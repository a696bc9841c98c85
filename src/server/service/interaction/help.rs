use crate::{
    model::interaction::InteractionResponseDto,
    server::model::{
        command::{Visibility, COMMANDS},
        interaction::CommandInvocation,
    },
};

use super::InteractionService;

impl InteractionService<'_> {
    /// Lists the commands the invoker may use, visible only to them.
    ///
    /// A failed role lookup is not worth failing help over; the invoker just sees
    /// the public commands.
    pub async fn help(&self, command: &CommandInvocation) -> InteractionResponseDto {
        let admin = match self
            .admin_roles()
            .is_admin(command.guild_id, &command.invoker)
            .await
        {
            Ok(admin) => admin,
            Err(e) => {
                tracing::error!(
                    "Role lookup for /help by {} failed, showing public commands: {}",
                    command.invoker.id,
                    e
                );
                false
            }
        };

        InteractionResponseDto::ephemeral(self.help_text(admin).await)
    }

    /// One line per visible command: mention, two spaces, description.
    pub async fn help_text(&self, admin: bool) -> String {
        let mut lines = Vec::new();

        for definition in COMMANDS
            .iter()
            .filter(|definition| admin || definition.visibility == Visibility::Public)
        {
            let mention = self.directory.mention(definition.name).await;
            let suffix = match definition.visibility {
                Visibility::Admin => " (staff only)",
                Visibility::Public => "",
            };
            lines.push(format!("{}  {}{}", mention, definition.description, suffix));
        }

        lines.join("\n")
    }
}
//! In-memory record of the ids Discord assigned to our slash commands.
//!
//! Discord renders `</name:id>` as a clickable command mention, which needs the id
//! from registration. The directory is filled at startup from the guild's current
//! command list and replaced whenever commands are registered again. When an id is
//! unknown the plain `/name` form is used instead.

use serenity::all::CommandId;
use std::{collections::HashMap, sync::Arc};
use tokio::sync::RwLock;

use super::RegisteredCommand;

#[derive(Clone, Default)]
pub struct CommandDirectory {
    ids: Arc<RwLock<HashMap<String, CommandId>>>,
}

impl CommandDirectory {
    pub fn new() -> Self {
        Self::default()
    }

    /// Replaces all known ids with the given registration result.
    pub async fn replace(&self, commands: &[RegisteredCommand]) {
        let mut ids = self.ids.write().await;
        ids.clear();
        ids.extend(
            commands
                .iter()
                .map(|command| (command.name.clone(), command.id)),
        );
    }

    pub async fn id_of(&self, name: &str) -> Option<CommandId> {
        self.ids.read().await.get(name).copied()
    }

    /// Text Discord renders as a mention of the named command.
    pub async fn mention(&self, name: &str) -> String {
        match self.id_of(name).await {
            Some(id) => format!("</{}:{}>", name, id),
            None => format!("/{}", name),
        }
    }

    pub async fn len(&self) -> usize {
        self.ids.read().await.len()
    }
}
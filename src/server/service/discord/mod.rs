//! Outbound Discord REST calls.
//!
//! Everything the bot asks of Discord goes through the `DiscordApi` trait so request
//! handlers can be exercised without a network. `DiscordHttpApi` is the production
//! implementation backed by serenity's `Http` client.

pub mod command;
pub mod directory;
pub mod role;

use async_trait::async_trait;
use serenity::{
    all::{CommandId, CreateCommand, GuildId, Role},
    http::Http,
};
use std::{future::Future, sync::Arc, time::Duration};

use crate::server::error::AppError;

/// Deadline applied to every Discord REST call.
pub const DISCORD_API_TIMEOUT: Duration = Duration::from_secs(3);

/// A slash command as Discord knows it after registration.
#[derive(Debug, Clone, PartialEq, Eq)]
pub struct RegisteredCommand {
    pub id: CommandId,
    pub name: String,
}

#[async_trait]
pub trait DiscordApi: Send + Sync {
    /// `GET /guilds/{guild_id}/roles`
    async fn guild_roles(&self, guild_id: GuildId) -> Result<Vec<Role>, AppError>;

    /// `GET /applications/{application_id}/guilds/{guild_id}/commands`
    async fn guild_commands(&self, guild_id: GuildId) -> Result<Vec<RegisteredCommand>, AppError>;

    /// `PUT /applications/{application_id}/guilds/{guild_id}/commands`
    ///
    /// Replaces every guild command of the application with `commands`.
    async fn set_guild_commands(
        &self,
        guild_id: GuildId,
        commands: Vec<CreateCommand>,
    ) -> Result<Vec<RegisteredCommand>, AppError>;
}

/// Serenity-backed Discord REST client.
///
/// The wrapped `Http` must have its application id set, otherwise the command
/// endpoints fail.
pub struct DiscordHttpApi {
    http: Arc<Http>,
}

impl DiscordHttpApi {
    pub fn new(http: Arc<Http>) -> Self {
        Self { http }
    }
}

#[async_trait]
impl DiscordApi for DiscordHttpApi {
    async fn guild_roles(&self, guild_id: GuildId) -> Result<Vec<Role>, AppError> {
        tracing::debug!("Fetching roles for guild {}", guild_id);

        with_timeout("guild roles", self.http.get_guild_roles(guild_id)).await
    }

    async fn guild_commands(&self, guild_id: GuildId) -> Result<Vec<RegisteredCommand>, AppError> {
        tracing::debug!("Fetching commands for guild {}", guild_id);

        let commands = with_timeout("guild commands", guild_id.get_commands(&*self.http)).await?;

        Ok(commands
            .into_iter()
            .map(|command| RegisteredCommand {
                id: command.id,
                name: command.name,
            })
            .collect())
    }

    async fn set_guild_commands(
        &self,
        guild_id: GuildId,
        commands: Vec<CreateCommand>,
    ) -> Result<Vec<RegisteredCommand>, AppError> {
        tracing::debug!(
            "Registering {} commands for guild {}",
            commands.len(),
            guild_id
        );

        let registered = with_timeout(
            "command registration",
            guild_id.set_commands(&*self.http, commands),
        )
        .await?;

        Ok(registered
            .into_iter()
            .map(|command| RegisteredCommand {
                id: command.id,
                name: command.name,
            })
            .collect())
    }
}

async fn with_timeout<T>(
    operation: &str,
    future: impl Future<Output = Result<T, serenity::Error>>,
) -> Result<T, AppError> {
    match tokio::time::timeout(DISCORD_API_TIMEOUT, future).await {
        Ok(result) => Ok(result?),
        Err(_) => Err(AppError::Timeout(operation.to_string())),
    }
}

* _What to do_
Copy out every line from the data above in which the word "HashMap" occurs.

* _Completed task_
use std::{collections::HashMap, sync::Arc};
    ids: Arc<RwLock<HashMap<String, CommandId>>>,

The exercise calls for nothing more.